Some hospitals may strategically divert ambulances to avoid treating low paying patients who are uninsure or who have Medicaid, according to a recent analysis. Charleen Hsuan, assistant professor of health policy and administration at Penn State, led a study that examine whether hospitals are more likely to temporarily close their emergency departments to ambulances a process known as “ambulance diversion” if neighboring hospitals were public instead of private.
Hospitals are also diverting
The results recently publish in the journal Health Services Research find that hospitals may be more likely to start diverting ambulances if nearby public, rather than private, hospitals are also diverting. Diversions act as a release valve. Once an emergency department has declare a diversion, others in the area are likely to follow, said Hsuan. When hospitals declare an ambulance diversion, a vulnerable population may be extraordinarily disadvantaged.
Previous research suggests that minorities and people with low income are particularly affect by such ambulance diversions. According to the researchers, people who live in areas with restrict access to care are more likely to be affect. However, they may not realize it because in most cases, patients may not know they are being divert to a hospital that is farther away.
For their analysis, Hsuan and colleagues examine inpatient and emergency department discharge data from California’s Office of Statewide Health Planning and Development data from California in 2007 examining only complete hospital diversions. The sample include 28 private hospitals, which were match to 16 public hospitals of similar size and driving distance.
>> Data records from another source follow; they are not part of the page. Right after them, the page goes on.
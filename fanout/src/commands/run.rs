//! `fanout run` - execute a command across the fleet.
//!
//! Flow: load targets, run the batch, render the summary, offer the
//! failed-subset retry, merge, export, record history. The retry pass
//! reuses the same command and policy; escalating the policy between
//! manual retries is the operator's call, not ours.

use crate::cli::{ExportFormat, RunArgs};
use crate::history::HistoryStore;
use crate::output;
use crate::targets::load_targets;
use anyhow::{Context, Result};
use colored::Colorize;
use fanout_common::aws_cli::AwsCliChannel;
use fanout_common::config::FanoutConfig;
use fanout_common::types::{CommandSpec, RetryPolicy};
use fanout_common::util::mask_sensitive_command;
use fanout_engine::{
    BatchOptions, BatchResult, BatchRunner, report, select_failed, summarize,
};
use std::sync::Arc;
use tokio_util::sync::CancellationToken;
use tracing::info;

pub async fn run(config: &FanoutConfig, args: &RunArgs) -> Result<bool> {
    let targets = load_targets(&args.targets)?;
    let command = CommandSpec::new(
        args.command.clone(),
        args.timeout.unwrap_or_else(|| config.command_timeout()),
    );
    let masked = mask_sensitive_command(&command.text);

    let policy = RetryPolicy {
        max_retries: args.max_retries.unwrap_or(config.batch.max_retries),
        base_delay: args
            .base_delay
            .unwrap_or_else(|| config.retry_policy().base_delay),
        max_delay: args
            .max_delay
            .unwrap_or_else(|| config.retry_policy().max_delay),
    };
    let options = BatchOptions {
        policy,
        concurrency: args.concurrency.unwrap_or(config.batch.concurrency),
        poll_interval: config.poll_interval(),
    };

    let channel = Arc::new(AwsCliChannel::from_config(&config.aws));
    let runner = BatchRunner::new(channel, options);

    let cancel = CancellationToken::new();
    spawn_cancel_on_ctrl_c(cancel.clone());
    if let Some(budget) = args.batch_timeout {
        let timeout_cancel = cancel.clone();
        tokio::spawn(async move {
            tokio::time::sleep(budget).await;
            eprintln!("{} batch budget elapsed, cancelling", "warn:".yellow());
            timeout_cancel.cancel();
        });
    }

    let printer = output::spawn_progress_printer(runner.events().subscribe());
    let mut result = runner
        .run(targets, command.clone(), cancel.clone())
        .await
        .context("batch rejected")?;
    let _ = printer.await;

    output::print_summary(&summarize(&result));

    let failed = select_failed(&result);
    if !failed.is_empty() && !cancel.is_cancelled() && should_retry(args, failed.len())? {
        println!(
            "\n{} retrying {} failed target(s) with the same policy",
            "batch".bold(),
            failed.len()
        );
        let printer = output::spawn_progress_printer(runner.events().subscribe());
        let retried = runner
            .run(failed, command.clone(), CancellationToken::new())
            .await
            .context("retry batch rejected")?;
        let _ = printer.await;

        result.merge(retried);
        output::print_summary(&summarize(&result));
    }

    if let Some(path) = &args.export {
        export(&result, path, args.format)?;
        println!("exported {} record(s) to {}", result.len(), path.display());
    }

    let store = HistoryStore::open_default(config.general.history_limit)?;
    store.record_batch(&result, &masked)?;
    info!(targets = result.len(), "batch recorded to history");

    let counts = result.counts();
    Ok(counts.failed == 0 && counts.timed_out == 0)
}

fn spawn_cancel_on_ctrl_c(cancel: CancellationToken) {
    tokio::spawn(async move {
        if tokio::signal::ctrl_c().await.is_ok() {
            eprintln!("\n{} cancelling in-flight targets", "interrupt:".yellow());
            cancel.cancel();
        }
    });
}

/// Whether to run the failed-subset retry pass. `--retry-failed` forces it,
/// `--no-prompt` (or a non-interactive terminal) skips it, otherwise ask.
fn should_retry(args: &RunArgs, failed: usize) -> Result<bool> {
    if args.retry_failed {
        return Ok(true);
    }
    if args.no_prompt || !console::user_attended() {
        return Ok(false);
    }
    let answer = dialoguer::Confirm::new()
        .with_prompt(format!("Retry the {} failed target(s)?", failed))
        .default(false)
        .interact()
        .unwrap_or(false);
    Ok(answer)
}

fn export(result: &BatchResult, path: &std::path::Path, format: ExportFormat) -> Result<()> {
    let records = report::export_records(result);
    let file = std::fs::File::create(path)
        .with_context(|| format!("creating export file {}", path.display()))?;
    let writer = std::io::BufWriter::new(file);
    match format {
        ExportFormat::Jsonl => report::write_jsonl(writer, &records)?,
        ExportFormat::Tsv => report::write_tsv(writer, &records)?,
    }
    Ok(())
}
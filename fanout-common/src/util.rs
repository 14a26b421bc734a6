//! Shared utilities for fanout.

/// Marker appended to output that was cut at the capture budget.
pub const TRUNCATION_MARKER: &str = " [truncated]";

/// Cap captured output at `max_bytes`, appending a marker when anything was
/// dropped. Truncation lands on a char boundary; short input is returned
/// unchanged.
pub fn truncate_output(text: &str, max_bytes: usize) -> String {
    if text.len() <= max_bytes {
        return text.to_string();
    }
    let mut end = max_bytes;
    while end > 0 && !text.is_char_boundary(end) {
        end -= 1;
    }
    let mut out = String::with_capacity(end + TRUNCATION_MARKER.len());
    out.push_str(&text[..end]);
    out.push_str(TRUNCATION_MARKER);
    out
}

/// Short single-line excerpt for table cells: first line only, at most
/// `max_chars` characters, with an ellipsis when cut.
pub fn excerpt(text: &str, max_chars: usize) -> String {
    let line = text.lines().next().unwrap_or("").trim();
    if line.chars().count() <= max_chars {
        return line.to_string();
    }
    let cut: String = line.chars().take(max_chars).collect();
    format!("{}...", cut)
}

/// Format a duration in seconds as a human-readable string.
pub fn humanize_duration(secs: u64) -> String {
    if secs < 60 {
        format!("{}s", secs)
    } else if secs < 3600 {
        format!("{}m {}s", secs / 60, secs % 60)
    } else {
        format!("{}h {}m", secs / 3600, (secs % 3600) / 60)
    }
}

fn find_value_end(s: &str) -> usize {
    let mut end = 0;
    let mut in_quote = None;
    let mut escaped = false;

    for c in s.chars() {
        let char_len = c.len_utf8();

        if escaped {
            escaped = false;
            end += char_len;
            continue;
        }

        if c == '\\' {
            escaped = true;
            end += char_len;
            continue;
        }

        if let Some(q) = in_quote {
            if c == q {
                in_quote = None;
            }
            end += char_len;
            continue;
        }

        if c == '"' || c == '\'' {
            in_quote = Some(c);
            end += char_len;
            continue;
        }

        if c.is_whitespace() {
            break;
        }

        end += char_len;
    }
    end
}

/// Mask sensitive values in a command string before logging or persisting it.
///
/// Command text ends up in progress lines, tracing output, and the results
/// history file; keys and tokens embedded in it must not.
pub fn mask_sensitive_command(cmd: &str) -> String {
    let patterns = [
        ("AWS_SECRET_ACCESS_KEY=", "AWS_SECRET_ACCESS_KEY=***"),
        ("AWS_ACCESS_KEY_ID=", "AWS_ACCESS_KEY_ID=***"),
        ("AWS_SESSION_TOKEN=", "AWS_SESSION_TOKEN=***"),
        ("DATABASE_URL=", "DATABASE_URL=***"),
        ("API_KEY=", "API_KEY=***"),
        ("SECRET=", "SECRET=***"),
        ("PASSWORD=", "PASSWORD=***"),
        ("TOKEN=", "TOKEN=***"),
        ("--token ", "--token ***"),
        ("--token=", "--token=***"),
        ("--password ", "--password ***"),
        ("--password=", "--password=***"),
        ("--secret ", "--secret ***"),
        ("--secret=", "--secret=***"),
    ];

    let mut result = cmd.to_string();
    for (pattern, replacement) in patterns {
        // Track search position to avoid re-matching the replacement, which
        // contains the pattern itself.
        let mut search_start = 0;
        while search_start < result.len() {
            let Some(start) = result[search_start..].find(pattern) else {
                break;
            };
            let abs_start = search_start + start;
            let value_start = abs_start + pattern.len();

            let rest = &result[value_start..];
            let value_end = value_start + find_value_end(rest);

            let prefix = &result[..abs_start];
            let suffix = &result[value_end..];
            result = format!("{}{}{}", prefix, replacement, suffix);

            search_start = abs_start + replacement.len();
        }
    }

    result
}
Neighboring public hospital
The researchers found that hospitals were about 3.6% more likely to start diverting ambulances; so if a nearby diverting hospital was public instead of private. In total, there were 6,516 diversions that happen after a neighboring public hospital start diverting. According to the researchers, 263 of these diversions may not have occur if the neighboring diverting hospital had been private instead of public.
Hsuan said the idea for the study came from a conversation; so she had with an emergency physician at a public hospital; so who share with her that every time the hospital; called for an ambulance diversion, hospitals surrounding the area would also call for one. Hsuan sought to find out what predictors may come into play for multiple hospitals; so to declare a diversion at the same time. There is a need for more research on the issue to help local, state; also federal authorities learn and work toward improving factors influencing such diversions,” according to Hsuan.